→ Extracted records
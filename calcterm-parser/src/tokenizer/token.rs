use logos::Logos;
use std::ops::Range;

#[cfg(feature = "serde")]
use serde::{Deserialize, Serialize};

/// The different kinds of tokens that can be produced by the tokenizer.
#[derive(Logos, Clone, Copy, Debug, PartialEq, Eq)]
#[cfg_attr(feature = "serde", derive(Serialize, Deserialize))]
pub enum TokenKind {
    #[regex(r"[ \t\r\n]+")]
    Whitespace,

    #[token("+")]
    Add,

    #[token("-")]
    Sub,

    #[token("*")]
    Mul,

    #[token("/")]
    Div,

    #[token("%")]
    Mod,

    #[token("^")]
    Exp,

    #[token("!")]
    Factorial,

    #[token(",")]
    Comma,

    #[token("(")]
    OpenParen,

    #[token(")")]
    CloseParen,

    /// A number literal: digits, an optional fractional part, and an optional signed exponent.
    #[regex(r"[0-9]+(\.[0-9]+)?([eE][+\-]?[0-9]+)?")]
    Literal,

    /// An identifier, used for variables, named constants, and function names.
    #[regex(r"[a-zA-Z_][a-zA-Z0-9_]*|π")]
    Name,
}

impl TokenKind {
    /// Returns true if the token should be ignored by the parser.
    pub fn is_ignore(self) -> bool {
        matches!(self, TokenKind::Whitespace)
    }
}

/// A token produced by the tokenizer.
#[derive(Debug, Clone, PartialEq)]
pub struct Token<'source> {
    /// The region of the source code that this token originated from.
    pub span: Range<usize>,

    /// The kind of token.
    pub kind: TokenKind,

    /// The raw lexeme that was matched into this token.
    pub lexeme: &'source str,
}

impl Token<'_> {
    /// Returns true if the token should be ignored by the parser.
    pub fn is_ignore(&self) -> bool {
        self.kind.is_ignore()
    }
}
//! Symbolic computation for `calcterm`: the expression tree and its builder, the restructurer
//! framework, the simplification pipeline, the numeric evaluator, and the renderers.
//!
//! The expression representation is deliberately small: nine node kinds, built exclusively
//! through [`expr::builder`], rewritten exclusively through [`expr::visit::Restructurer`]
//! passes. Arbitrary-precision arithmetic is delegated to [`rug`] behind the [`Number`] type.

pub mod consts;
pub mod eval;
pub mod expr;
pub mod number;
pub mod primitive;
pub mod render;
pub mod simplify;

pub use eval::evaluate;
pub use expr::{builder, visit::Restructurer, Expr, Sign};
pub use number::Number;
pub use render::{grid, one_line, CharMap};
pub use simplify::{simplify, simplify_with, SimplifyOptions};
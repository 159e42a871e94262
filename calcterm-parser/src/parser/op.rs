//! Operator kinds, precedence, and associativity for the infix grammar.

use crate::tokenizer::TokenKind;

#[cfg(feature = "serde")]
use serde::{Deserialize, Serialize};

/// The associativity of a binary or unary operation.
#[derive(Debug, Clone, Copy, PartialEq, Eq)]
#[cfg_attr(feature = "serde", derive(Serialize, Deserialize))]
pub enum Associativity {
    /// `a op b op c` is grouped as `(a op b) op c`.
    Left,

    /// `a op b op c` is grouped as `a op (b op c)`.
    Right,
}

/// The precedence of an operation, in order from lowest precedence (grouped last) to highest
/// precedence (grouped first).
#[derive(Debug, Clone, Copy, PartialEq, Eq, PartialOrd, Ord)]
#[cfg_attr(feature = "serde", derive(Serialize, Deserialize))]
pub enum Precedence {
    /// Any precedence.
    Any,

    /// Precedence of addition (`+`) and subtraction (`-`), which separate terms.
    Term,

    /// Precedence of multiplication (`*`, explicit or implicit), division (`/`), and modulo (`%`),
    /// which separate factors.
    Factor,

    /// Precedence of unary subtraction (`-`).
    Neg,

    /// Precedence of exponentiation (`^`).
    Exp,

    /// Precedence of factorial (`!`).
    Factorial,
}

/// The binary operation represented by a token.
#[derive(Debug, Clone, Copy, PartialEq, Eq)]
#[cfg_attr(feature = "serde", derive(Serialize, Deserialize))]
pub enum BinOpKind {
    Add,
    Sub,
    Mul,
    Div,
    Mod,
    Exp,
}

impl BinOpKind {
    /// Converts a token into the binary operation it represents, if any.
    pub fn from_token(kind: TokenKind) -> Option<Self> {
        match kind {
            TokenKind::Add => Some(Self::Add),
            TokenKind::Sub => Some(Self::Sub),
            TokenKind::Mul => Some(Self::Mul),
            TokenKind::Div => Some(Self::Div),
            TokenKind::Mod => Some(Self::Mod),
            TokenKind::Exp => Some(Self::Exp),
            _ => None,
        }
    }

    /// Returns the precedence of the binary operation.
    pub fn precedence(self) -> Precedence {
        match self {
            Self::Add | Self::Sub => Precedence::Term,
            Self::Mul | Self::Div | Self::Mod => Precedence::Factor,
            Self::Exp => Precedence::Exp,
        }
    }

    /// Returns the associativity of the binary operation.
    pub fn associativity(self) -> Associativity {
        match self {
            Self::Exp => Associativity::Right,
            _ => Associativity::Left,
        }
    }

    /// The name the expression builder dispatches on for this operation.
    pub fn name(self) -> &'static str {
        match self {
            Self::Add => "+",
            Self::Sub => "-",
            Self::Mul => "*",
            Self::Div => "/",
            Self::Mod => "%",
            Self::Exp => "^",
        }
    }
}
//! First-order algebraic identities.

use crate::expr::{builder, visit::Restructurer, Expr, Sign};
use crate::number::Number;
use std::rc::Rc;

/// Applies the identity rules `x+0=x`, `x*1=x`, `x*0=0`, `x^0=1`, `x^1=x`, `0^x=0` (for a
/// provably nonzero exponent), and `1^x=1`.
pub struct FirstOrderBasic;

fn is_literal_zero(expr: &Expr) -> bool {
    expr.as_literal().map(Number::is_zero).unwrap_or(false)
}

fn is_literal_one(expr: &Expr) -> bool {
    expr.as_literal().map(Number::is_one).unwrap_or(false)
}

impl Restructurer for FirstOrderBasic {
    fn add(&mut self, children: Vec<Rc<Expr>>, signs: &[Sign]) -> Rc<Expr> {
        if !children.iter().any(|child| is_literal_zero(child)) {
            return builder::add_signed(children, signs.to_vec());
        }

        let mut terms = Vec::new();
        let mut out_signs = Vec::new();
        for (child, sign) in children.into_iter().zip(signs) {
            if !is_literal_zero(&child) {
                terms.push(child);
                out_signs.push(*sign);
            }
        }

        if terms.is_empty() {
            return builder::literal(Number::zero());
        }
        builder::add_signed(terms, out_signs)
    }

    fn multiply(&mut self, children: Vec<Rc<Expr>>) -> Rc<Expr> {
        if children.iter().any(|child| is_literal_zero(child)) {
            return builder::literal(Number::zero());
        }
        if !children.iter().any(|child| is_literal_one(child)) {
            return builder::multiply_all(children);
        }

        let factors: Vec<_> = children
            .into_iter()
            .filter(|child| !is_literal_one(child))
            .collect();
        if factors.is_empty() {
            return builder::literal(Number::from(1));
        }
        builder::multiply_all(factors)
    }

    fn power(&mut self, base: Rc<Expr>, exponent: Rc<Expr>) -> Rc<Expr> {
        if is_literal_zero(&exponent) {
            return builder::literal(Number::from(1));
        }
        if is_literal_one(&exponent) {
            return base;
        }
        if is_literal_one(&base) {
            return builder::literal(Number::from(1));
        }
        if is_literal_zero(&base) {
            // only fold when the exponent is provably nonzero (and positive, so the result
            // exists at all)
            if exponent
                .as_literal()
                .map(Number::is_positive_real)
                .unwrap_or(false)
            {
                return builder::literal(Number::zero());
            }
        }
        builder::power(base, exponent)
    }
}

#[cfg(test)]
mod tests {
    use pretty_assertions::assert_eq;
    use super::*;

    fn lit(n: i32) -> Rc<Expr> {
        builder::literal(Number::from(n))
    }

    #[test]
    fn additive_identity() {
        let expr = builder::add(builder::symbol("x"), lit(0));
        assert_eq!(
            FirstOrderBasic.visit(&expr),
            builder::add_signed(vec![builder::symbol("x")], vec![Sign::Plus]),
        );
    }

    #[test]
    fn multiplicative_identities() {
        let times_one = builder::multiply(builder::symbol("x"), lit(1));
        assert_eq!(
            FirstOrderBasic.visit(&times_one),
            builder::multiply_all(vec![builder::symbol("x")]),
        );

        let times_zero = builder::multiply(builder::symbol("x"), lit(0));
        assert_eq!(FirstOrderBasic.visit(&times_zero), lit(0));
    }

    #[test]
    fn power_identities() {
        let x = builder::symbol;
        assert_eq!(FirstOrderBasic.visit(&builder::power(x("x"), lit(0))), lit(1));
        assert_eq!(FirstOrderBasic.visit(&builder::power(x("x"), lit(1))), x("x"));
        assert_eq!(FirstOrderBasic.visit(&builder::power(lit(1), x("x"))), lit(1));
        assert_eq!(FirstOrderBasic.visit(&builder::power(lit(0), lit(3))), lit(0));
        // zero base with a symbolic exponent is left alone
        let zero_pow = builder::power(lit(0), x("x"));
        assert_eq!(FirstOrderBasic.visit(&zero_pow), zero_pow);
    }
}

...

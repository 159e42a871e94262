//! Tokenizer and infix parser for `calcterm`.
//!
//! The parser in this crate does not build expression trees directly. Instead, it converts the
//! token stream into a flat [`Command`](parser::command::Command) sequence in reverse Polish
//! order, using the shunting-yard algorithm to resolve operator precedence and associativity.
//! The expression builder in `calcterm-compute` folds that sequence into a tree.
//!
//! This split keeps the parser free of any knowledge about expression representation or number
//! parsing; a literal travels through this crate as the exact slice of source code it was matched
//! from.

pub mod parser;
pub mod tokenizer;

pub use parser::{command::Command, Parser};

→ Task to carry out
Return the lines above that include the string "provably".

→ Task output
/// provably nonzero exponent), and `1^x=1`.
            // only fold when the exponent is provably nonzero (and positive, so the result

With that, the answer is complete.